A mild creamy curry inspired by Burmese flavours that features boneless skinless chicken thighs and Chinese eggplant, made with a rich sweet and smoky coconut curry sauce, and finished with fresh cilantro and lime juice. Serve over rice or with your favourite flatbread - or both!

Makes: 4-6 servings





  • 1 pound eggplant (about 3 long)
  • 1-2 tablespoons olive (or canola) oil
  • 1 teaspoons salt (divided)
  • 1 1/2 pounds boneless, skinless chicken thighs (about 8)
  • 1 tablespoon smoked paprika
  • 1/2 teaspoon turmeric
  • 1/3 cup canola oil
  • 3 cups diced onion
  • 2 tablespoons minced garlic (3-4 large cloves)
  • 1 (13 1/2 ounces) can coconut milk
  • 1 tablespoon fish sauce
  • 2 cups water
  • 1 teaspoon curry powder
  • 1/2 cup cream, room temperature
  • 1 cup cilantro, roughly chopped, for serving
  • 1 lime, cut into wedges, for serving


  1. To Roast the Eggplant: Preheat oven to 400F. Cut eggplants on the diagonal into 1/2-inch slices. Drizzle slices with olive oil and sprinkle 1/2 teaspoon of the salt on top. Toss to coat. Spread slices evenly across two parchment-paper-lined rimmed baking sheets. Roast until eggplant begins to brown on bottom, about 15 minutes. Using a spatula, flip the slices over and continue to roast about until eggplant is soft and has browned on both sides, about 10 more minutes. Remove eggplant from the oven and set aside.
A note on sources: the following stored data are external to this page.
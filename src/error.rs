use axum::http::StatusCode;
use axum::response::{IntoResponse, Response};
use axum::Json;
use serde_json::json;

use crate::db::StoreError;

#[derive(Debug, thiserror::Error)]
pub enum AppError {
    #[error("Not found")]
    NotFound,

    #[error("Unauthorized: {0}")]
    Unauthorized(String),

    #[error("Validation error: {0}")]
    Validation(String),

    #[error("Conflict: {0}")]
    Conflict(String),

    #[error("Store error: {0}")]
    Store(#[from] StoreError),

    #[error("Internal error: {0}")]
    Internal(String),
}

impl IntoResponse for AppError {
    fn into_response(self) -> Response {
        let (status, message) = match &self {
            AppError::NotFound => (StatusCode::NOT_FOUND, "Not found".to_string()),
            AppError::Unauthorized(msg) => (StatusCode::UNAUTHORIZED, msg.clone()),
            AppError::Validation(msg) => (StatusCode::BAD_REQUEST, msg.clone()),
            AppError::Conflict(msg) => (StatusCode::CONFLICT, msg.clone()),
            AppError::Store(StoreError::NotFound(_)) => {
                (StatusCode::NOT_FOUND, "Not found".to_string())
            }
            AppError::Store(StoreError::Conflict(field)) => (
                StatusCode::CONFLICT,
                format!("An account with this {} already exists", field),
            ),
            AppError::Store(e) => {
                tracing::error!("Store error: {}", e);
                (
                    StatusCode::INTERNAL_SERVER_ERROR,
                    "Internal server error".to_string(),
                )
            }
            AppError::Internal(msg) => {
                tracing::error!("Internal error: {}", msg);
                (
                    StatusCode::INTERNAL_SERVER_ERROR,
                    "Internal server error".to_string(),
                )
            }
        };

        (status, Json(json!({ "detail": message }))).into_response()
    }
}

pub type AppResult<T> = Result<T, AppError>;
use axum::routing::{get, post};
use axum::Router;

use crate::auth::handlers;
use crate::state::AppState;

pub fn router() -> Router<AppState> {
    Router::new()
        .route("/api/auth/register", post(handlers::register))
        .route("/api/auth/login", post(handlers::login))
        .route("/api/auth/logout", post(handlers::logout))
        .route(
            "/api/auth/profile",
            get(handlers::profile).put(handlers::update_profile),
        )
        .route("/api/auth/users/{id}", get(handlers::get_account))
}
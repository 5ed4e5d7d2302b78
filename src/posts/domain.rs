use serde::Deserialize;

use crate::accounts::ValidationError;

/// Post body that is non-empty once trimmed. Stored as submitted.
#[derive(Debug, Clone, PartialEq, Eq)]
pub struct PostContent(String);

impl PostContent {
    pub fn parse(raw: impl Into<String>) -> Result<Self, ValidationError> {
        let content = raw.into();
        if content.trim().is_empty() {
            return Err(ValidationError::new("Content cannot be empty"));
        }
        Ok(Self(content))
    }

    pub fn as_str(&self) -> &str {
        &self.0
    }
}

/// Create-post payload. Only `content` is read; owner fields a client
/// sends (`user`, `owner`, `account_id`) have nowhere to land.
#[derive(Debug, Clone, Default, Deserialize)]
#[serde(default)]
pub struct CreatePostRequest {
    pub content: String,
}
use chrono::{Duration, Utc};
use rand::Rng;
use rusqlite::params;

use crate::db::models::AccountId;
use crate::db::StoreError;
use crate::state::DbPool;

/// Upper bound on session lifetime (100 years)
const MAX_SESSION_HOURS: i64 = 24 * 365 * 100;

/// Create a new session for an account. Returns the session token.
pub fn create_session(pool: &DbPool, account_id: AccountId, hours: u64) -> Result<String, StoreError> {
    let conn = pool.get()?;

    let token = generate_token();
    let id = uuid::Uuid::now_v7().to_string();
    let now = Utc::now();
    let hours = i64::try_from(hours).unwrap_or(MAX_SESSION_HOURS).min(MAX_SESSION_HOURS);
    let expires_at = now + Duration::hours(hours);

    conn.execute(
        "INSERT INTO sessions (id, account_id, token, expires_at, created_at) VALUES (?1, ?2, ?3, ?4, ?5)",
        params![id, account_id.0, token, expires_at, now],
    )?;

    Ok(token)
}

/// Delete a session by token.
pub fn delete_session(pool: &DbPool, token: &str) -> Result<(), StoreError> {
    let conn = pool.get()?;
    conn.execute("DELETE FROM sessions WHERE token = ?1", params![token])?;
    Ok(())
}

/// Generate a cryptographically random 32-byte hex token.
fn generate_token() -> String {
    let bytes: [u8; 32] = rand::thread_rng().gen();
    hex::encode(bytes)
}
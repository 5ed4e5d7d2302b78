pub mod gate;
pub mod handlers;
pub mod session;

pub use gate::{AuthGate, AuthenticatedAccount, AuthorizationError};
  2. Meanwhile, trim the excess fat from the chicken thighs (optional - I don’t bother), cut into 1/2-inch pieces. Place chicken in a medium-sized bowl and, mixing with your hands, coat with the smoked paprika, turmeric and 1/2 teaspoon of the salt. Let the chicken thighs marinate in the spices either at room temperature while you prepare the rest of the curry ingredients, or up to overnight. It is important to refrigerate the chicken if you will be marinating it for longer than 2 hours.
  3. In a large pot or dutch oven, heat canola oil over medium-high heat. Add the onions, lower heat to medium-low and cook, stirring frequently until the onions become translucent and soft, about 10 minutes. Stir in the garlic. Continue to cook for 5 more minutes.
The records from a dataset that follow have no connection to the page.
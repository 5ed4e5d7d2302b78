// Account Store - isolates all account persistence side effects
use async_trait::async_trait;
use chrono::Utc;
use rusqlite::{params, OptionalExtension, Row};

use crate::accounts::domain::{Handle, NewAccount, ProfileUpdate};
use crate::db::models::{Account, AccountId};
use crate::db::StoreError;
use crate::state::DbPool;

const ACCOUNT_COLUMNS: &str =
    "id, handle, email, name, bio, password_hash, is_active, created_at, updated_at";

#[async_trait]
pub trait AccountStore: Send + Sync {
    /// Insert an account. Uniqueness violations surface as `StoreError::Conflict`.
    async fn create(&self, account: &NewAccount) -> Result<Account, StoreError>;

    async fn find_by_id(&self, id: AccountId) -> Result<Option<Account>, StoreError>;

    async fn find_by_handle(&self, handle: &Handle) -> Result<Option<Account>, StoreError>;

    /// Case-insensitive email lookup
    async fn find_by_email(&self, email: &str) -> Result<Option<Account>, StoreError>;

    async fn exists_handle(&self, handle: &Handle) -> Result<bool, StoreError>;

    /// Apply a partial profile update and return the refreshed account
    async fn update_profile(
        &self,
        id: AccountId,
        update: &ProfileUpdate,
    ) -> Result<Account, StoreError>;

    async fn set_active(&self, id: AccountId, active: bool) -> Result<(), StoreError>;
}

/// SQLite implementation
#[derive(Clone)]
pub struct SqliteAccountStore {
    pool: DbPool,
}

impl SqliteAccountStore {
    pub fn new(pool: DbPool) -> Self {
        Self { pool }
    }

    fn find_one(
        &self,
        clause: &str,
        param: &dyn rusqlite::ToSql,
    ) -> Result<Option<Account>, StoreError> {
        let conn = self.pool.get()?;
        let sql = format!("SELECT {} FROM accounts WHERE {}", ACCOUNT_COLUMNS, clause);
        let account = conn
            .query_row(&sql, &[param], account_from_row)
            .optional()?;
        Ok(account)
    }
}

pub(crate) fn account_from_row(row: &Row<'_>) -> rusqlite::Result<Account> {
    Ok(Account {
        id: AccountId(row.get(0)?),
        handle: row.get(1)?,
        email: row.get(2)?,
        name: row.get(3)?,
        bio: row.get(4)?,
        password_hash: row.get(5)?,
        is_active: row.get(6)?,
        created_at: row.get(7)?,
        updated_at: row.get(8)?,
    })
}

#[async_trait]
impl AccountStore for SqliteAccountStore {
    async fn create(&self, account: &NewAccount) -> Result<Account, StoreError> {
        let conn = self.pool.get()?;
        let now = Utc::now();

        conn.execute(
            "INSERT INTO accounts (handle, email, name, bio, password_hash, is_active, created_at, updated_at)
             VALUES (?1, ?2, ?3, ?4, ?5, 1, ?6, ?6)",
            params![
                account.handle.as_str(),
                account.email.as_str(),
                account.name,
                account.bio,
                account.password_hash.as_str(),
                now
            ],
        )
        .map_err(StoreError::from_sql)?;

        Ok(Account {
            id: AccountId(conn.last_insert_rowid()),
            handle: account.handle.as_str().to_string(),
            email: account.email.as_str().to_string(),
            name: account.name.clone(),
            bio: account.bio.clone(),
            password_hash: account.password_hash.as_str().to_string(),
            is_active: true,
            created_at: now,
            updated_at: now,
        })
    }

    async fn find_by_id(&self, id: AccountId) -> Result<Option<Account>, StoreError> {
        self.find_one("id = ?1", &id.0)
    }

    async fn find_by_handle(&self, handle: &Handle) -> Result<Option<Account>, StoreError> {
        self.find_one("handle = ?1", &handle.as_str())
    }

    async fn find_by_email(&self, email: &str) -> Result<Option<Account>, StoreError> {
        self.find_one("email = ?1", &email.trim())
    }

    async fn exists_handle(&self, handle: &Handle) -> Result<bool, StoreError> {
        let conn = self.pool.get()?;
        let exists: bool = conn.query_row(
            "SELECT EXISTS(SELECT 1 FROM accounts WHERE handle = ?1)",
            params![handle.as_str()],
            |row| row.get(0),
        )?;
        Ok(exists)
    }

    async fn update_profile(
        &self,
        id: AccountId,
        update: &ProfileUpdate,
    ) -> Result<Account, StoreError> {
        {
            let conn = self.pool.get()?;
            let rows = conn.execute(
                "UPDATE accounts SET
                   name = COALESCE(?2, name),
                   bio = CASE WHEN ?3 IS NULL THEN bio ELSE NULLIF(?3, '') END,
                   updated_at = ?4
                 WHERE id = ?1",
                params![id.0, update.name, update.bio, Utc::now()],
            )?;
            if rows == 0 {
                return Err(StoreError::NotFound(format!("account {}", id)));
            }
        }

        self.find_by_id(id)
            .await?
            .ok_or_else(|| StoreError::NotFound(format!("account {}", id)))
    }

    async fn set_active(&self, id: AccountId, active: bool) -> Result<(), StoreError> {
        let conn = self.pool.get()?;
        let rows = conn.execute(
            "UPDATE accounts SET is_active = ?2, updated_at = ?3 WHERE id = ?1",
            params![id.0, active, Utc::now()],
        )?;
        if rows == 0 {
            return Err(StoreError::NotFound(format!("account {}", id)));
        }
        Ok(())
    }
}
use clap::Parser;
use serde::Deserialize;
use std::path::{Path, PathBuf};

const DEFAULT_DB_FILE: &str = "agora.db";

#[derive(Parser, Debug)]
#[command(name = "agora", about = "A minimal social posting backend")]
pub struct Cli {
    /// Path to config file
    #[arg(short, long)]
    pub config: Option<PathBuf>,

    /// Host to bind to
    #[arg(long)]
    pub host: Option<String>,

    /// Port to bind to
    #[arg(short, long)]
    pub port: Option<u16>,

    /// Path to data directory
    #[arg(long)]
    pub data_dir: Option<PathBuf>,
}

#[derive(Deserialize, Debug, Clone, Default)]
#[serde(default)]
pub struct Config {
    pub server: ServerConfig,
    pub database: DatabaseConfig,
    pub auth: AuthConfig,
}

#[derive(Deserialize, Debug, Clone)]
#[serde(default)]
pub struct ServerConfig {
    pub host: String,
    pub port: u16,
}

#[derive(Deserialize, Debug, Clone, Default)]
#[serde(default)]
pub struct DatabaseConfig {
    pub path: Option<PathBuf>,
}

#[derive(Deserialize, Debug, Clone)]
#[serde(default)]
pub struct AuthConfig {
    pub cookie_name: String,
    pub session_hours: u64,
    /// bcrypt work factor for stored credentials
    pub bcrypt_cost: u32,
    /// How many times registration re-probes for a handle after losing an insert race
    pub handle_retries: u32,
}

impl Default for ServerConfig {
    fn default() -> Self {
        Self {
            host: "0.0.0.0".to_string(),
            port: 8000,
        }
    }
}

impl Default for AuthConfig {
    fn default() -> Self {
        Self {
            cookie_name: "agora_session".to_string(),
            session_hours: 720,
            bcrypt_cost: bcrypt::DEFAULT_COST,
            handle_retries: 3,
        }
    }
}

impl Config {
    pub fn load(cli: &Cli) -> anyhow::Result<Self> {
        let data_dir = Self::data_dir(cli);
        let config_path = cli
            .config
            .clone()
            .unwrap_or_else(|| data_dir.join("config.toml"));

        let mut config = if config_path.exists() {
            let content = std::fs::read_to_string(&config_path)?;
            toml::from_str(&content)?
        } else {
            Config::default()
        };

        // CLI overrides
        if let Some(ref host) = cli.host {
            config.server.host = host.clone();
        }
        if let Some(port) = cli.port {
            config.server.port = port;
        }

        // Resolve paths relative to data dir
        if config.database.path.is_none() {
            config.database.path = Some(data_dir.join(DEFAULT_DB_FILE));
        }

        if config.auth.bcrypt_cost < 4 || config.auth.bcrypt_cost > 31 {
            anyhow::bail!(
                "auth.bcrypt_cost must be between 4 and 31, got {}",
                config.auth.bcrypt_cost
            );
        }

        Ok(config)
    }

    pub fn data_dir(cli: &Cli) -> PathBuf {
        cli.data_dir.clone().unwrap_or_else(|| {
            dirs::home_dir()
                .unwrap_or_else(|| PathBuf::from("."))
                .join(".agora")
        })
    }

    pub fn db_path(&self) -> &Path {
        self.database
            .path
            .as_deref()
            .unwrap_or(Path::new(DEFAULT_DB_FILE))
    }
}

#[cfg(test)]
mod tests {
    use super::*;

    fn cli_for(data_dir: &Path) -> Cli {
        Cli {
            config: None,
            host: None,
            port: None,
            data_dir: Some(data_dir.to_path_buf()),
        }
    }

    #[test]
    fn default_config_has_expected_values() {
        let config = Config::default();
        assert_eq!(config.server.host, "0.0.0.0");
        assert_eq!(config.server.port, 8000);
        assert_eq!(config.auth.cookie_name, "agora_session");
        assert_eq!(config.auth.session_hours, 720);
        assert_eq!(config.auth.bcrypt_cost, bcrypt::DEFAULT_COST);
        assert_eq!(config.auth.handle_retries, 3);
        assert!(config.database.path.is_none());
    }

    #[test]
    fn data_dir_defaults_to_home_dot_agora() {
        let cli = Cli {
            config: None,
            host: None,
            port: None,
            data_dir: None,
        };
        assert!(Config::data_dir(&cli).ends_with(".agora"));
    }

    #[test]
    fn load_with_no_config_file_uses_defaults() {
        let tmp = tempfile::tempdir().unwrap();
        let config = Config::load(&cli_for(tmp.path())).unwrap();
        assert_eq!(config.server.port, 8000);
        assert_eq!(config.db_path(), tmp.path().join("agora.db"));
    }

    #[test]
    fn load_reads_toml_and_cli_wins() {
        let tmp = tempfile::tempdir().unwrap();
        let config_path = tmp.path().join("config.toml");
        std::fs::write(
            &config_path,
            r#"
[server]
host = "192.168.1.1"
port = 9000

[auth]
cookie_name = "my_cookie"
session_hours = 24
bcrypt_cost = 4
handle_retries = 5
"#,
        )
        .unwrap();

        let cli = Cli {
            config: Some(config_path),
            host: None,
            port: Some(4000),
            data_dir: Some(tmp.path().to_path_buf()),
        };
        let config = Config::load(&cli).unwrap();
        assert_eq!(config.server.host, "192.168.1.1");
        assert_eq!(config.server.port, 4000);
        assert_eq!(config.auth.cookie_name, "my_cookie");
        assert_eq!(config.auth.session_hours, 24);
        assert_eq!(config.auth.bcrypt_cost, 4);
        assert_eq!(config.auth.handle_retries, 5);
    }

    #[test]
    fn load_rejects_out_of_range_bcrypt_cost() {
        let tmp = tempfile::tempdir().unwrap();
        std::fs::write(tmp.path().join("config.toml"), "[auth]\nbcrypt_cost = 2\n").unwrap();
        assert!(Config::load(&cli_for(tmp.path())).is_err());
    }
}
use axum::extract::rejection::{JsonRejection, PathRejection};
use axum::extract::{FromRequest, FromRequestParts, Path, Request};
use axum::http::header;
use axum::http::request::Parts;
use axum::Json;
use serde::de::DeserializeOwned;

use crate::auth::{AuthenticatedAccount, AuthorizationError};
use crate::error::AppError;
use crate::state::AppState;

impl From<AuthorizationError> for AppError {
    fn from(err: AuthorizationError) -> Self {
        match err {
            AuthorizationError::Store(e) => AppError::Store(e),
            other => AppError::Unauthorized(other.to_string()),
        }
    }
}

impl From<JsonRejection> for AppError {
    fn from(rejection: JsonRejection) -> Self {
        AppError::Validation(rejection.body_text())
    }
}

impl From<PathRejection> for AppError {
    fn from(rejection: PathRejection) -> Self {
        AppError::Validation(rejection.body_text())
    }
}

/// JSON request body that rejects with a `detail` error body.
#[derive(Debug, Clone)]
pub struct ApiJson<T>(pub T);

impl<S, T> FromRequest<S> for ApiJson<T>
where
    T: DeserializeOwned,
    S: Send + Sync,
{
    type Rejection = AppError;

    async fn from_request(req: Request, state: &S) -> Result<Self, Self::Rejection> {
        let Json(value) = Json::<T>::from_request(req, state).await?;
        Ok(ApiJson(value))
    }
}

/// Path parameters that reject with a `detail` error body.
#[derive(Debug, Clone)]
pub struct ApiPath<T>(pub T);

impl<S, T> FromRequestParts<S> for ApiPath<T>
where
    T: DeserializeOwned + Send,
    S: Send + Sync,
{
    type Rejection = AppError;

    async fn from_request_parts(parts: &mut Parts, state: &S) -> Result<Self, Self::Rejection> {
        let Path(value) = Path::<T>::from_request_parts(parts, state).await?;
        Ok(ApiPath(value))
    }
}

/// The authenticated caller plus the token it presented.
/// Rejects with 401 when no live session is found.
#[derive(Debug, Clone)]
pub struct CurrentAccount {
    pub account: AuthenticatedAccount,
    pub token: String,
}

impl FromRequestParts<AppState> for CurrentAccount {
    type Rejection = AppError;

    async fn from_request_parts(
        parts: &mut Parts,
        state: &AppState,
    ) -> Result<Self, Self::Rejection> {
        let token = extract_bearer_token(parts)
            .or_else(|| extract_cookie(parts, &state.config.auth.cookie_name))
            .map(str::to_string);

        let account = state.gate().authorize(token.as_deref())?;
        Ok(CurrentAccount {
            account,
            token: token.unwrap_or_default(),
        })
    }
}

fn extract_bearer_token(parts: &Parts) -> Option<&str> {
    parts
        .headers
        .get(header::AUTHORIZATION)
        .and_then(|v| v.to_str().ok())
        .and_then(|v| v.strip_prefix("Bearer "))
        .map(str::trim)
        .filter(|t| !t.is_empty())
}

fn extract_cookie<'a>(parts: &'a Parts, name: &str) -> Option<&'a str> {
    parts
        .headers
        .get_all(header::COOKIE)
        .iter()
        .filter_map(|v| v.to_str().ok())
        .flat_map(|s| s.split(';'))
        .map(|s| s.trim())
        .find_map(|cookie| {
            let mut split = cookie.splitn(2, '=');
            let key = split.next()?.trim();
            let val = split.next()?.trim();
            if key == name {
                Some(val)
            } else {
                None
            }
        })
}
  4. Add the chicken to the pot and stir the chicken and onions together to coat evenly with the spices. Add the coconut milk and bring to a boil. Simmer for about 5 minutes and lower the heat to medium-low. Add the fish sauce and water and bring the mixture back up to a boil.
  5. Adjust the heat so that the curry maintains a gentle simmer. Cook, stirring occasionally, for about 25 minutes. Add the reserved eggplant slices, stir to combine and continue cooking, stirring occasionally, until chicken is cooked through and the eggplant begins to break down, about 25-30 more minutes. Stir in the curry powder.
  6. Temper the cream to avoid curdling as you add it to the sauce: pour the room-temperature cream into a glass measuring cup. Adding some of the curry sauce into the cream, a few tablespoons at a time, stirring to combine. Continue adding curry into the cream until the cream mixture is very warm, and stir it back into the curry. Taste the curry and add more salt or fish sauce, if necessary, to taste.
  7. Garnish each serving with cilantro and lime wedges and serve with rice and/or flatbreads. Allow leftovers to cool and store in the refridgerator for up to 3 days.